Just rebooted. Seems to have stuck.

Switching consoles works as well, so long as you don't switch back to default

krumware commented 2 years ago

I'm going to add those steps to some of my workloads that run, but that doesn't really help with new ec2 nodes created via rancher. Any chance of still justifying one last image update @cjellick?

dweomer commented 2 years ago

I'm going to add those steps to some of my workloads that run, but that doesn't really help with new ec2 nodes created via rancher. Any chance of still justifying one last image update @cjellick?

I am pretty sure that Rancher2 allows you to specify userdata for machine provisioning.

krumware commented 2 years ago

It does, but only if you edit the node template through the Rancher API. It is unclear if the cloud-init needs to include the original config, or if the config additions are appended. (this is poorly documented or hard to find)

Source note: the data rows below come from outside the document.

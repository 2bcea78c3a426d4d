// SPDX-License-Identifier: GPL-3.0-only
//! Persisted settings and the dimming policy derived from them

use std::collections::HashSet;
use std::path::{Path, PathBuf};
use std::time::Duration;

use serde::{Deserialize, Serialize};

use crate::error::{DimmingError, Result};
use crate::monitor::MonitorId;

pub const APP_DIR: &str = "monitors-focus";
pub const SETTINGS_FILE: &str = "settings.json";

pub const MAX_DELAY_SECONDS: u32 = 600;
pub const DEFAULT_HARDWARE_TIMEOUT_MS: u64 = 800;
const MIN_HARDWARE_TIMEOUT_MS: u64 = 50;
const MAX_HARDWARE_TIMEOUT_MS: u64 = 10_000;

/// How the hardware and overlay channels are combined
#[derive(Clone, Copy, Debug, Default, Deserialize, PartialEq, Eq, Serialize)]
#[serde(rename_all = "snake_case")]
pub enum DimmingMode {
    #[default]
    AutoPreferHardware,
    OverlayOnly,
    HardwareOnly,
}

impl std::fmt::Display for DimmingMode {
    fn fmt(&self, f: &mut std::fmt::Formatter<'_>) -> std::fmt::Result {
        let s = match self {
            DimmingMode::AutoPreferHardware => "auto-prefer-hardware",
            DimmingMode::OverlayOnly => "overlay-only",
            DimmingMode::HardwareOnly => "hardware-only",
        };
        f.write_str(s)
    }
}

impl std::str::FromStr for DimmingMode {
    type Err = DimmingError;

    fn from_str(s: &str) -> Result<Self> {
        match s.to_ascii_lowercase().replace('_', "-").as_str() {
            "auto" | "auto-prefer-hardware" => Ok(DimmingMode::AutoPreferHardware),
            "overlay" | "overlay-only" => Ok(DimmingMode::OverlayOnly),
            "hardware" | "hardware-only" => Ok(DimmingMode::HardwareOnly),
            other => Err(DimmingError::Config(format!("unknown dimming mode '{other}'"))),
        }
    }
}

/// The inputs the core consumes on every tick and refresh
#[derive(Clone, Debug, PartialEq)]
pub struct DimmingPolicy {
    pub delay_seconds: u32,
    pub overlay_opacity_percent: u8,
    pub hardware_dim_level_percent: u8,
    pub dimming_mode: DimmingMode,
    /// Master switch for the hardware channel
    pub hardware_dimming_enabled: bool,
    pub hardware_disabled_monitor_ids: HashSet<MonitorId>,
    /// Empty means every non-primary monitor
    pub controlled_monitor_ids: HashSet<MonitorId>,
    pub hardware_timeout: Duration,
}

impl DimmingPolicy {
    /// Whether masking should reach for the hardware channel at all
    pub fn allows_hardware(&self) -> bool {
        self.hardware_dimming_enabled && self.dimming_mode != DimmingMode::OverlayOnly
    }

    pub fn delay(&self) -> Duration {
        Duration::from_secs(u64::from(self.delay_seconds))
    }
}

impl Default for DimmingPolicy {
    fn default() -> Self {
        Settings::default().policy()
    }
}

/// Per-run values that take precedence over the settings file
#[derive(Clone, Debug, Default)]
pub struct Overrides {
    pub delay_seconds: Option<u32>,
    pub overlay_opacity: Option<u8>,
    pub dimming_mode: Option<DimmingMode>,
}

#[derive(Clone, Debug, Deserialize, PartialEq, Serialize)]
#[serde(default)]
pub struct Settings {
    pub delay_seconds: u32,
    pub overlay_opacity: u8,
    pub hardware_dim_level: u8,
    pub dimming_mode: DimmingMode,
    pub enable_hardware_dimming: bool,
    pub controlled_monitor_ids: Vec<MonitorId>,
    pub hardware_disabled_monitor_ids: Vec<MonitorId>,
    pub hardware_timeout_ms: u64,
}

impl Default for Settings {
    fn default() -> Self {
        Self {
            delay_seconds: 180,
            overlay_opacity: 100,
            hardware_dim_level: 30,
            dimming_mode: DimmingMode::default(),
            enable_hardware_dimming: false,
            controlled_monitor_ids: Vec::new(),
            hardware_disabled_monitor_ids: Vec::new(),
            hardware_timeout_ms: DEFAULT_HARDWARE_TIMEOUT_MS,
        }
    }
}

impl Settings {
    /// Default location, `~/.config/monitors-focus/settings.json`
    pub fn default_path() -> PathBuf {
        dirs::config_dir()
            .unwrap_or_else(|| PathBuf::from("."))
            .join(APP_DIR)
            .join(SETTINGS_FILE)
    }

    /// Load settings, falling back to defaults when the file is missing or broken
    pub fn load(path: &Path) -> Self {
        let mut settings = match std::fs::read_to_string(path) {
            Ok(raw) => match serde_json::from_str::<Settings>(&raw) {
                Ok(settings) => settings,
                Err(err) => {
                    warn!("can't parse settings {}: {}, using defaults", path.display(), err);
                    Settings::default()
                }
            },
            Err(err) if err.kind() == std::io::ErrorKind::NotFound => {
                info!("no settings at {}, using defaults", path.display());
                Settings::default()
            }
            Err(err) => {
                error!("can't read settings {}: {}", path.display(), err);
                Settings::default()
            }
        };
        settings.normalize();
        settings
    }

    pub fn save(&self, path: &Path) -> Result<()> {
        if let Some(dir) = path.parent() {
            std::fs::create_dir_all(dir)?;
        }
        let raw = serde_json::to_string_pretty(self)
            .map_err(|e| DimmingError::Config(e.to_string()))?;
        std::fs::write(path, raw)?;
        Ok(())
    }

    pub fn normalize(&mut self) {
        self.delay_seconds = self.delay_seconds.min(MAX_DELAY_SECONDS);
        self.overlay_opacity = self.overlay_opacity.min(100);
        self.hardware_dim_level = self.hardware_dim_level.min(100);
        self.hardware_timeout_ms = self
            .hardware_timeout_ms
            .clamp(MIN_HARDWARE_TIMEOUT_MS, MAX_HARDWARE_TIMEOUT_MS);
        self.controlled_monitor_ids.sort();
        self.controlled_monitor_ids.dedup();
        self.hardware_disabled_monitor_ids.sort();
        self.hardware_disabled_monitor_ids.dedup();
    }

    /// Apply command-line overrides on top of the stored values
    pub fn apply(&mut self, overrides: &Overrides) {
        if let Some(delay) = overrides.delay_seconds {
            self.delay_seconds = delay;
        }
        if let Some(opacity) = overrides.overlay_opacity {
            self.overlay_opacity = opacity;
        }
        if let Some(mode) = overrides.dimming_mode {
            self.dimming_mode = mode;
        }
        self.normalize();
    }

    pub fn policy(&self) -> DimmingPolicy {
        DimmingPolicy {
            delay_seconds: self.delay_seconds,
            overlay_opacity_percent: self.overlay_opacity,
            hardware_dim_level_percent: self.hardware_dim_level,
            dimming_mode: self.dimming_mode,
            hardware_dimming_enabled: self.enable_hardware_dimming,
            hardware_disabled_monitor_ids: self.hardware_disabled_monitor_ids.iter().cloned().collect(),
            controlled_monitor_ids: self.controlled_monitor_ids.iter().cloned().collect(),
            hardware_timeout: Duration::from_millis(self.hardware_timeout_ms),
        }
    }
}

dweomer commented 2 years ago

It does, but only if you edit the node template through the Rancher API. It is unclear if the cloud-init needs to include the original config, or if the config additions are appended. (this is poorly documented or hard to find)

ugh, sorry.

krumware commented 2 years ago

I hate to be a pest, just bumping this to see if there is a definitive yes/no on a final release

dweomer commented 2 years ago

I hate to be a pest, just bumping this to see if there is a definitive yes/no on a final release

we will not be doing a release to solve for an expired trust store entry. based on https://github.com/rancher/os/issues/3062#issuecomment-949015414, this can be solved for at provision-time for new systems and at runtime for existing systems

krumware commented 2 years ago

Thanks for the update!

josephtate commented 1 year ago

Can someone paste the cloud-init config that works for them? I'm having a hard time understanding how to switch ros consoles without getting logged out (which makes it a bust for cloud-init). I've also tried manually updating the /etc/ssl/certs/ca-certificates.txt file, but it doesn't seem to have had any effect on my systems when testing with both busybox/wget and docker pull, even after reboot.

What file is supposed to get updated with the new certificate on RancherOS?

Aaron-ML commented 1 year ago

I hate to be a pest, just bumping this to see if there is a definitive yes/no on a final release

we will not be doing a release to solve for an expired trust store entry. based on #3062 (comment), this can be solved for at provision-time for new systems and at runtime for existing systems

Are you saying in order to deploy rancheros with up to date ca-certificates that you'll need to bake that into provision time?

Running into this with rancheros 1.5.8 and letsencrypt certificates not being valid on the nodes, doesn't seem like there's a native way to update these without switching consoles or doing some provision time shenanigans.